What to produce:
Transcribe the data that follows precisely, omitting nothing.

-- Data to examine follows --

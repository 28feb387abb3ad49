//! Terminology Dictionary - per-user vocabulary with preserved history
//!
//! Maps user jargon to canonical meanings. Recording a term again never
//! overwrites the old meaning; lookup returns the most recent entry and the
//! older ones stay on disk as provenance.

use anyhow::{Context, Result};
use chrono::{DateTime, Utc};
use serde::{Deserialize, Serialize};
use std::path::PathBuf;
use tracing::info;

/// One recorded meaning for a term
#[derive(Debug, Clone, Serialize, Deserialize)]
pub struct TermEntry {
    pub term: String,
    pub canonical_meaning: String,
    /// Ledger record that first surfaced this meaning, if any
    pub first_seen_record_id: Option<u64>,
    pub recorded_at: DateTime<Utc>,
}

/// Append-only dictionary of user-specific terminology
pub struct TerminologyDictionary {
    path: PathBuf,
}

impl TerminologyDictionary {
    /// Open the dictionary at the default location
    pub fn new() -> Result<Self> {
        let base_dir = crate::config::data_dir()?;
        Self::with_dir(base_dir)
    }

    /// Open the dictionary under a custom base directory
    pub fn with_dir(base_dir: PathBuf) -> Result<Self> {
        std::fs::create_dir_all(&base_dir)
            .context("Failed to create dictionary directory")?;
        Ok(Self {
            path: base_dir.join("terms.json"),
        })
    }

    /// Append a new meaning for a term. Prior meanings are kept.
    pub fn record(
        &self,
        term: &str,
        meaning: &str,
        source_record_id: Option<u64>,
    ) -> Result<TermEntry> {
        let entry = TermEntry {
            term: term.to_lowercase(),
            canonical_meaning: meaning.to_string(),
            first_seen_record_id: source_record_id,
            recorded_at: Utc::now(),
        };

        let mut entries = self.load()?;
        entries.push(entry.clone());
        self.write(&entries)?;

        info!("Recorded term '{}' -> '{}'", entry.term, meaning);
        Ok(entry)
    }

    /// Most recent canonical meaning for a term, if any
    pub fn lookup(&self, term: &str) -> Result<Option<String>> {
        let needle = term.to_lowercase();
        let entries = self.load()?;
        Ok(entries
            .into_iter()
            .rev()
            .find(|e| e.term == needle)
            .map(|e| e.canonical_meaning))
    }

    /// Every recorded meaning for a term, oldest first
    pub fn history(&self, term: &str) -> Result<Vec<TermEntry>> {
        let needle = term.to_lowercase();
        let entries = self.load()?;
        Ok(entries.into_iter().filter(|e| e.term == needle).collect())
    }

    /// All entries, oldest first
    pub fn entries(&self) -> Result<Vec<TermEntry>> {
        self.load()
    }

    /// Current meaning per term (latest entry wins), sorted by term
    pub fn current_entries(&self) -> Result<Vec<TermEntry>> {
        let mut latest: std::collections::BTreeMap<String, TermEntry> =
            std::collections::BTreeMap::new();
        for entry in self.load()? {
            latest.insert(entry.term.clone(), entry);
        }
        Ok(latest.into_values().collect())
    }

    fn load(&self) -> Result<Vec<TermEntry>> {
        if !self.path.exists() {
            return Ok(Vec::new());
        }
        let content = std::fs::read_to_string(&self.path)
            .with_context(|| format!("Failed to read {}", self.path.display()))?;
        serde_json::from_str(&content)
            .with_context(|| format!("Failed to parse {}", self.path.display()))
    }

    fn write(&self, entries: &[TermEntry]) -> Result<()> {
        let json = serde_json::to_string_pretty(entries)
            .context("Failed to serialize term entries")?;
        let tmp = self.path.with_extension("json.tmp");
        std::fs::write(&tmp, json)
            .with_context(|| format!("Failed to write {}", tmp.display()))?;
        std::fs::rename(&tmp, &self.path)
            .with_context(|| format!("Failed to replace {}", self.path.display()))?;
        Ok(())
    }
}

#[cfg(test)]
mod tests {
    use super::*;
    use tempfile::TempDir;

    #[test]
    fn test_lookup_returns_latest_meaning() {
        let dir = TempDir::new().unwrap();
        let dict = TerminologyDictionary::with_dir(dir.path().to_path_buf()).unwrap();

        dict.record("the pipeline", "ci workflow", None).unwrap();
        dict.record("the pipeline", "deploy workflow", Some(7)).unwrap();

        assert_eq!(
            dict.lookup("the pipeline").unwrap().as_deref(),
            Some("deploy workflow")
        );
        assert_eq!(dict.history("the pipeline").unwrap().len(), 2);
    }

    #[test]
    fn test_entries_returns_full_log_in_order() {
        let dir = TempDir::new().unwrap();
        let dict = TerminologyDictionary::with_dir(dir.path().to_path_buf()).unwrap();

        dict.record("the pipeline", "ci workflow", None).unwrap();
        dict.record("api", "the billing api", None).unwrap();
        dict.record("the pipeline", "deploy workflow", Some(7)).unwrap();

        let entries = dict.entries().unwrap();
        assert_eq!(entries.len(), 3);
        assert_eq!(entries[0].canonical_meaning, "ci workflow");
        assert_eq!(entries[2].canonical_meaning, "deploy workflow");
        // latest-wins view collapses to one row per term
        assert_eq!(dict.current_entries().unwrap().len(), 2);
    }

    #[test]
    fn test_lookup_is_case_insensitive() {
        let dir = TempDir::new().unwrap();
        let dict = TerminologyDictionary::with_dir(dir.path().to_path_buf()).unwrap();
        dict.record("API", "the billing api", None).unwrap();
        assert!(dict.lookup("api").unwrap().is_some());
    }

    #[test]
    fn test_missing_term_is_none() {
        let dir = TempDir::new().unwrap();
        let dict = TerminologyDictionary::with_dir(dir.path().to_path_buf()).unwrap();
        assert!(dict.lookup("nonexistent").unwrap().is_none());
    }
}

-- Data to examine concluded --

Solution to the exercise:
repository 28feb387abb3ad49
//! Terminology Dictionary - per-user vocabulary with preserved history
//!
//! Maps user jargon to canonical meanings. Recording a term again never
//! overwrites the old meaning; lookup returns the most recent entry and the
//! older ones stay on disk as provenance.

use anyhow::{Context, Result};
use chrono::{DateTime, Utc};
use serde::{Deserialize, Serialize};
use std::path::PathBuf;
use tracing::info;

/// One recorded meaning for a term
#[derive(Debug, Clone, Serialize, Deserialize)]
pub struct TermEntry {
    pub term: String,
    pub canonical_meaning: String,
    /// Ledger record that first surfaced this meaning, if any
    pub first_seen_record_id: Option<u64>,
    pub recorded_at: DateTime<Utc>,
}

/// Append-only dictionary of user-specific terminology
pub struct TerminologyDictionary {
    path: PathBuf,
}

impl TerminologyDictionary {
    /// Open the dictionary at the default location
    pub fn new() -> Result<Self> {
        let base_dir = crate::config::data_dir()?;
        Self::with_dir(base_dir)
    }

    /// Open the dictionary under a custom base directory
    pub fn with_dir(base_dir: PathBuf) -> Result<Self> {
        std::fs::create_dir_all(&base_dir)
            .context("Failed to create dictionary directory")?;
        Ok(Self {
            path: base_dir.join("terms.json"),
        })
    }

    /// Append a new meaning for a term. Prior meanings are kept.
    pub fn record(
        &self,
        term: &str,
        meaning: &str,
        source_record_id: Option<u64>,
    ) -> Result<TermEntry> {
        let entry = TermEntry {
            term: term.to_lowercase(),
            canonical_meaning: meaning.to_string(),
            first_seen_record_id: source_record_id,
            recorded_at: Utc::now(),
        };

        let mut entries = self.load()?;
        entries.push(entry.clone());
        self.write(&entries)?;

        info!("Recorded term '{}' -> '{}'", entry.term, meaning);
        Ok(entry)
    }

    /// Most recent canonical meaning for a term, if any
    pub fn lookup(&self, term: &str) -> Result<Option<String>> {
        let needle = term.to_lowercase();
        let entries = self.load()?;
        Ok(entries
            .into_iter()
            .rev()
            .find(|e| e.term == needle)
            .map(|e| e.canonical_meaning))
    }

    /// Every recorded meaning for a term, oldest first
    pub fn history(&self, term: &str) -> Result<Vec<TermEntry>> {
        let needle = term.to_lowercase();
        let entries = self.load()?;
        Ok(entries.into_iter().filter(|e| e.term == needle).collect())
    }

    /// All entries, oldest first
    pub fn entries(&self) -> Result<Vec<TermEntry>> {
        self.load()
    }

    /// Current meaning per term (latest entry wins), sorted by term
    pub fn current_entries(&self) -> Result<Vec<TermEntry>> {
        let mut latest: std::collections::BTreeMap<String, TermEntry> =
            std::collections::BTreeMap::new();
        for entry in self.load()? {
            latest.insert(entry.term.clone(), entry);
        }
        Ok(latest.into_values().collect())
    }

    fn load(&self) -> Result<Vec<TermEntry>> {
        if !self.path.exists() {
            return Ok(Vec::new());
        }
        let content = std::fs::read_to_string(&self.path)
            .with_context(|| format!("Failed to read {}", self.path.display()))?;
        serde_json::from_str(&content)
            .with_context(|| format!("Failed to parse {}", self.path.display()))
    }

    fn write(&self, entries: &[TermEntry]) -> Result<()> {
        let json = serde_json::to_string_pretty(entries)
            .context("Failed to serialize term entries")?;
        let tmp = self.path.with_extension("json.tmp");
        std::fs::write(&tmp, json)
            .with_context(|| format!("Failed to write {}", tmp.display()))?;
        std::fs::rename(&tmp, &self.path)
            .with_context(|| format!("Failed to replace {}", self.path.display()))?;
        Ok(())
    }
}

#[cfg(test)]
mod tests {
    use super::*;
    use tempfile::TempDir;

    #[test]
    fn test_lookup_returns_latest_meaning() {
        let dir = TempDir::new().unwrap();
        let dict = TerminologyDictionary::with_dir(dir.path().to_path_buf()).unwrap();

        dict.record("the pipeline", "ci workflow", None).unwrap();
        dict.record("the pipeline", "deploy workflow", Some(7)).unwrap();

        assert_eq!(
            dict.lookup("the pipeline").unwrap().as_deref(),
            Some("deploy workflow")
        );
        assert_eq!(dict.history("the pipeline").unwrap().len(), 2);
    }

    #[test]
    fn test_entries_returns_full_log_in_order() {
        let dir = TempDir::new().unwrap();
        let dict = TerminologyDictionary::with_dir(dir.path().to_path_buf()).unwrap();

        dict.record("the pipeline", "ci workflow", None).unwrap();
        dict.record("api", "the billing api", None).unwrap();
        dict.record("the pipeline", "deploy workflow", Some(7)).unwrap();

        let entries = dict.entries().unwrap();
        assert_eq!(entries.len(), 3);
        assert_eq!(entries[0].canonical_meaning, "ci workflow");
        assert_eq!(entries[2].canonical_meaning, "deploy workflow");
        // latest-wins view collapses to one row per term
        assert_eq!(dict.current_entries().unwrap().len(), 2);
    }

    #[test]
    fn test_lookup_is_case_insensitive() {
        let dir = TempDir::new().unwrap();
        let dict = TerminologyDictionary::with_dir(dir.path().to_path_buf()).unwrap();
        dict.record("API", "the billing api", None).unwrap();
        assert!(dict.lookup("api").unwrap().is_some());
    }

    #[test]
    fn test_missing_term_is_none() {
        let dir = TempDir::new().unwrap();
        let dict = TerminologyDictionary::with_dir(dir.path().to_path_buf()).unwrap();
        assert!(dict.lookup("nonexistent").unwrap().is_none());
    }
}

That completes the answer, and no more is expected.